» **What you have to do**: The data below holds the lines to copy: everything from the line containing "impl Default for StudioLogger" to the line containing "let _ = io::stdout().flush();", both ends included, set down exactly.

» **Data under study**:
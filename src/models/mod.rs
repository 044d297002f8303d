pub mod gallery;
pub mod gemini;
pub mod generation;
pub mod reference;

pub use gallery::*;
pub use generation::*;
pub use reference::*;
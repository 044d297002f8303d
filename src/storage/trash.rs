use crate::{
    error::{Result, StudioError},
    storage::traits::Recycler,
};
use async_trait::async_trait;
use chrono::Utc;
use std::path::{Path, PathBuf};

/// The operating system's recycle bin.
pub struct SystemTrash;

#[async_trait]
impl Recycler for SystemTrash {
    async fn recycle(&self, path: &Path) -> Result<()> {
        let path = path.to_path_buf();
        tokio::task::spawn_blocking(move || trash::delete(&path))
            .await
            .map_err(|e| StudioError::InternalError(e.to_string()))?
            .map_err(|e| StudioError::IoError(e.to_string()))
    }
}

/// Moves files into a plain directory, prefixed with a timestamp so repeated
/// names never clobber each other.
pub struct TrashDirectory {
    dir: PathBuf,
}

impl TrashDirectory {
    pub fn new(dir: impl Into<PathBuf>) -> Self {
        Self { dir: dir.into() }
    }

    pub fn dir(&self) -> &Path {
        &self.dir
    }
}

#[async_trait]
impl Recycler for TrashDirectory {
    async fn recycle(&self, path: &Path) -> Result<()> {
        let name = path
            .file_name()
            .and_then(|n| n.to_str())
            .ok_or(StudioError::InvalidFilename)?;
        tokio::fs::create_dir_all(&self.dir).await?;

        let target = self.dir.join(format!(
            "{}-{}",
            Utc::now().format("%Y%m%d%H%M%S%3f"),
            name
        ));
        if tokio::fs::rename(path, &target).await.is_err() {
            // Different filesystem.
            tokio::fs::copy(path, &target).await?;
            tokio::fs::remove_file(path).await?;
        }
        log::debug!("Moved {} to {}", path.display(), target.display());
        Ok(())
    }
}
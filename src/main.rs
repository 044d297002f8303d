use genstudio::{logger, server, Config, Studio};

#[actix_web::main]
async fn main() -> Result<(), Box<dyn std::error::Error>> {
    let env_loaded = dotenv::dotenv().is_ok();

    logger::init_with_config(logger::LoggerConfig::from_env())?;
    if env_loaded {
        log::info!("✅ .env file loaded");
    } else {
        log::warn!("⚠️  No .env file found, using system environment variables");
    }

    let config = Config::from_env();
    logger::log_startup_info(
        env!("CARGO_PKG_NAME"),
        env!("CARGO_PKG_VERSION"),
        &config.host,
        config.port(),
    );
    logger::log_config_info(&config);

    let studio = match Studio::new(&config) {
        Ok(studio) => studio,
        Err(e) => {
            log::error!("❌ Failed to initialize studio: {}", e);
            return Err(e.into());
        }
    };

    server::run(config, studio).await?;
    Ok(())
}
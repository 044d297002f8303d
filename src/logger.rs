use chrono::{DateTime, Local};
use colored::*;
use log::{Level, Metadata, Record};
use once_cell::sync::Lazy;
use serde::Serialize;
use std::env;
use std::fs::{File, OpenOptions};
use std::io::{self, Write};
use std::sync::Mutex;
use std::time::{Duration, Instant};

static STUDIO_LOGGER: Lazy<StudioLogger> = Lazy::new(StudioLogger::new);

pub fn init() -> Result<(), String> {
    init_with_config(LoggerConfig::default())
}

pub fn init_with_config(config: LoggerConfig) -> Result<(), String> {
    let max_level = config.min_level.to_level_filter();
    STUDIO_LOGGER.update_config(config)?;

    if let Err(e) = log::set_logger(&*STUDIO_LOGGER) {
        return Err(format!("Failed to set logger: {:?}", e));
    }

    log::set_max_level(max_level);
    Ok(())
}

#[derive(Debug, Clone, Copy, PartialEq, Eq, PartialOrd, Ord, Serialize)]
#[serde(rename_all = "UPPERCASE")]
pub enum LogLevel {
    Trace,
    Debug,
    Info,
    Warn,
    Error,
}

impl LogLevel {
    pub fn color(&self) -> Color {
        match self {
            LogLevel::Trace => Color::Cyan,
            LogLevel::Debug => Color::Blue,
            LogLevel::Info => Color::Green,
            LogLevel::Warn => Color::Yellow,
            LogLevel::Error => Color::Red,
        }
    }

    pub fn emoji(&self) -> &'static str {
        match self {
            LogLevel::Trace => "🔍",
            LogLevel::Debug => "🐛",
            LogLevel::Info => "🎨",
            LogLevel::Warn => "⚠️",
            LogLevel::Error => "❌",
        }
    }

    pub fn as_str(&self) -> &'static str {
        match self {
            LogLevel::Trace => "TRACE",
            LogLevel::Debug => "DEBUG",
            LogLevel::Info => "INFO",
            LogLevel::Warn => "WARN",
            LogLevel::Error => "ERROR",
        }
    }

    pub fn parse(value: &str) -> Option<Self> {
        match value.trim().to_ascii_lowercase().as_str() {
            "trace" => Some(LogLevel::Trace),
            "debug" => Some(LogLevel::Debug),
            "info" => Some(LogLevel::Info),
            "warn" | "warning" => Some(LogLevel::Warn),
            "error" => Some(LogLevel::Error),
            _ => None,
        }
    }

    pub fn to_level_filter(&self) -> log::LevelFilter {
        match self {
            LogLevel::Trace => log::LevelFilter::Trace,
            LogLevel::Debug => log::LevelFilter::Debug,
            LogLevel::Info => log::LevelFilter::Info,
            LogLevel::Warn => log::LevelFilter::Warn,
            LogLevel::Error => log::LevelFilter::Error,
        }
    }

    pub fn from_log_level(level: Level) -> Self {
        match level {
            Level::Trace => LogLevel::Trace,
            Level::Debug => LogLevel::Debug,
            Level::Info => LogLevel::Info,
            Level::Warn => LogLevel::Warn,
            Level::Error => LogLevel::Error,
        }
    }
}

#[derive(Debug, Clone, Serialize)]
pub struct LogEntry {
    pub timestamp: DateTime<Local>,
    pub level: LogLevel,
    pub message: String,
    pub module: String,
    pub file: String,
    pub line: u32,
}

#[derive(Debug, Clone)]
pub struct LoggerConfig {
    pub min_level: LogLevel,
    pub show_colors: bool,
    pub show_emojis: bool,
    pub show_file_location: bool,
    pub show_module: bool,
    pub timestamp_format: String,
    pub output_json: bool,
    pub log_file_path: Option<String>,
}

impl Default for LoggerConfig {
    fn default() -> Self {
        Self {
            min_level: LogLevel::Info,
            show_colors: true,
            show_emojis: true,
            show_file_location: false,
            show_module: true,
            timestamp_format: "%Y-%m-%d %H:%M:%S%.3f".to_string(),
            output_json: false,
            log_file_path: None,
        }
    }
}

impl LoggerConfig {
    pub fn new() -> Self {
        Self::default()
    }

    pub fn with_level(mut self, level: LogLevel) -> Self {
        self.min_level = level;
        self
    }

    pub fn with_colors(mut self, enabled: bool) -> Self {
        self.show_colors = enabled;
        self
    }

    pub fn with_file_output(mut self, path: &str) -> Self {
        self.log_file_path = Some(path.to_string());
        self
    }

    pub fn with_json_output(mut self, enabled: bool) -> Self {
        self.output_json = enabled;
        self
    }

    pub fn production() -> Self {
        Self {
            min_level: LogLevel::Info,
            show_colors: false,
            show_emojis: false,
            output_json: true,
            ..Default::default()
        }
    }

    pub fn development() -> Self {
        Self {
            min_level: LogLevel::Debug,
            show_file_location: true,
            ..Default::default()
        }
    }

    /// `LOG_LEVEL`, `LOG_JSON=true` and `LOG_FILE` on top of the development preset.
    pub fn from_env() -> Self {
        let json = env::var("LOG_JSON").map_or(false, |val| val == "true");
        let mut config = if json {
            Self::production()
        } else {
            Self::development()
        };
        if let Some(level) = env::var("LOG_LEVEL").ok().and_then(|v| LogLevel::parse(&v)) {
            config.min_level = level;
        }
        if let Ok(path) = env::var("LOG_FILE") {
            if !path.trim().is_empty() {
                config.log_file_path = Some(path);
            }
        }
        config
    }
}

pub struct StudioLogger {
    config: Mutex<LoggerConfig>,
    log_file: Mutex<Option<File>>,
}

impl StudioLogger {
    pub fn new() -> Self {
        Self {
            config: Mutex::new(LoggerConfig::default()),
            log_file: Mutex::new(None),
        }
    }

    pub fn update_config(&self, new_config: LoggerConfig) -> Result<(), String> {
        let file = match &new_config.log_file_path {
            Some(path) => Some(
                OpenOptions::new()
                    .create(true)
                    .append(true)
                    .open(path)
                    .map_err(|e| format!("Failed to open log file {}: {}", path, e))?,
            ),
            None => None,
        };

        *self.log_file.lock().map_err(|e| e.to_string())? = file;
        *self.config.lock().map_err(|e| e.to_string())? = new_config;
        Ok(())
    }

    fn format_line(&self, entry: &LogEntry, config: &LoggerConfig, colors: bool) -> String {
        let mut output = String::new();

        let timestamp = entry.timestamp.format(&config.timestamp_format).to_string();
        if colors {
            output.push_str(&format!("{} ", timestamp.bright_black()));
        } else {
            output.push_str(&format!("{} ", timestamp));
        }

        let level_str = if config.show_emojis {
            format!("{} {}", entry.level.emoji(), entry.level.as_str())
        } else {
            entry.level.as_str().to_string()
        };
        if colors {
            output.push_str(&format!("[{}] ", level_str.color(entry.level.color()).bold()));
        } else {
            output.push_str(&format!("[{}] ", level_str));
        }

        if config.show_module && !entry.module.is_empty() {
            if colors {
                output.push_str(&format!("{}: ", entry.module.bright_blue()));
            } else {
                output.push_str(&format!("{}: ", entry.module));
            }
        }

        output.push_str(&entry.message);

        if config.show_file_location {
            let location = format!("{}:{}", entry.file, entry.line);
            if colors {
                output.push_str(&format!(" ({})", location.bright_black()));
            } else {
                output.push_str(&format!(" ({})", location));
            }
        }

        output
    }

    fn render(&self, entry: &LogEntry, config: &LoggerConfig, colors: bool) -> String {
        if config.output_json {
            serde_json::to_string(entry).unwrap_or_default()
        } else {
            self.format_line(entry, config, colors)
        }
    }

    fn create_log_entry(&self, record: &Record) -> LogEntry {
        LogEntry {
            timestamp: Local::now(),
            level: LogLevel::from_log_level(record.level()),
            message: record.args().to_string(),
            module: record.module_path().unwrap_or("unknown").to_string(),
            file: record.file().unwrap_or("unknown").to_string(),
            line: record.line().unwrap_or(0),
        }
    }
}

impl Default for StudioLogger {
    fn default() -> Self {
        Self::new()
    }
}

impl log::Log for StudioLogger {
    fn enabled(&self, metadata: &Metadata) -> bool {
        match self.config.lock() {
            Ok(config) => metadata.level() <= config.min_level.to_level_filter(),
            Err(_) => true,
        }
    }

    fn log(&self, record: &Record) {
        if !self.enabled(record.metadata()) {
            return;
        }
        let entry = self.create_log_entry(record);
        let Ok(config) = self.config.lock() else {
            return;
        };

        println!("{}", self.render(&entry, &config, config.show_colors));

        if let Ok(mut guard) = self.log_file.lock() {
            if let Some(file) = guard.as_mut() {
                let line = self.render(&entry, &config, false) + "\n";
                let _ = file.write_all(line.as_bytes());
            }
        }
    }

    fn flush(&self) {
        let _ = io::stdout().flush();
        if let Ok(mut guard) = self.log_file.lock() {
            if let Some(file) = guard.as_mut() {
                let _ = file.flush();
            }
        }
    }
}

/// Logs how long a scope took when dropped.
pub struct Timer {
    start: Instant,
    name: String,
}

impl Timer {
    pub fn new(name: &str) -> Self {
        log::debug!("⏱️  Starting {}", name);
        Self {
            start: Instant::now(),
            name: name.to_string(),
        }
    }

    pub fn elapsed(&self) -> Duration {
        self.start.elapsed()
    }
}

impl Drop for Timer {
    fn drop(&mut self) {
        log::info!(
            "⏱️  {} finished in {}ms",
            self.name,
            self.elapsed().as_millis()
        );
    }
}

pub fn timer(name: &str) -> Timer {
    Timer::new(name)
}

pub fn log_startup_info(app_name: &str, version: &str, host: &str, port: u16) {
    log::info!("🚀 Starting {} v{}", app_name, version);
    log::info!("🌐 Listening on http://{}:{}", host, port);
}

pub fn log_config_info(config: &crate::config::Config) {
    log::info!("⚙️  Configuration loaded:");
    log::info!("   Model: {}", config.gemini.model);
    log::info!("   API base: {}", config.gemini.api_base);
    log::info!(
        "   Default API key: {}",
        if config.gemini.api_key.is_some() { "✅" } else { "❌" }
    );
    log::info!("   Generated images: {}", config.storage.generated_dir.display());
    log::info!("   Uploads: {}", config.storage.uploads_dir.display());
    match &config.storage.trash_dir {
        Some(dir) => log::info!("   Trash: {}", dir.display()),
        None => log::info!("   Trash: system recycle bin"),
    }
    log::info!(
        "   Locked naming: {}",
        if config.storage.locked_naming { "✅" } else { "❌" }
    );
}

» **Answer to the exercise**:
impl Default for StudioLogger {
    fn default() -> Self {
        Self::new()
    }
}

impl log::Log for StudioLogger {
    fn enabled(&self, metadata: &Metadata) -> bool {
        match self.config.lock() {
            Ok(config) => metadata.level() <= config.min_level.to_level_filter(),
            Err(_) => true,
        }
    }

    fn log(&self, record: &Record) {
        if !self.enabled(record.metadata()) {
            return;
        }
        let entry = self.create_log_entry(record);
        let Ok(config) = self.config.lock() else {
            return;
        };

        println!("{}", self.render(&entry, &config, config.show_colors));

        if let Ok(mut guard) = self.log_file.lock() {
            if let Some(file) = guard.as_mut() {
                let line = self.render(&entry, &config, false) + "\n";
                let _ = file.write_all(line.as_bytes());
            }
        }
    }

    fn flush(&self) {
        let _ = io::stdout().flush();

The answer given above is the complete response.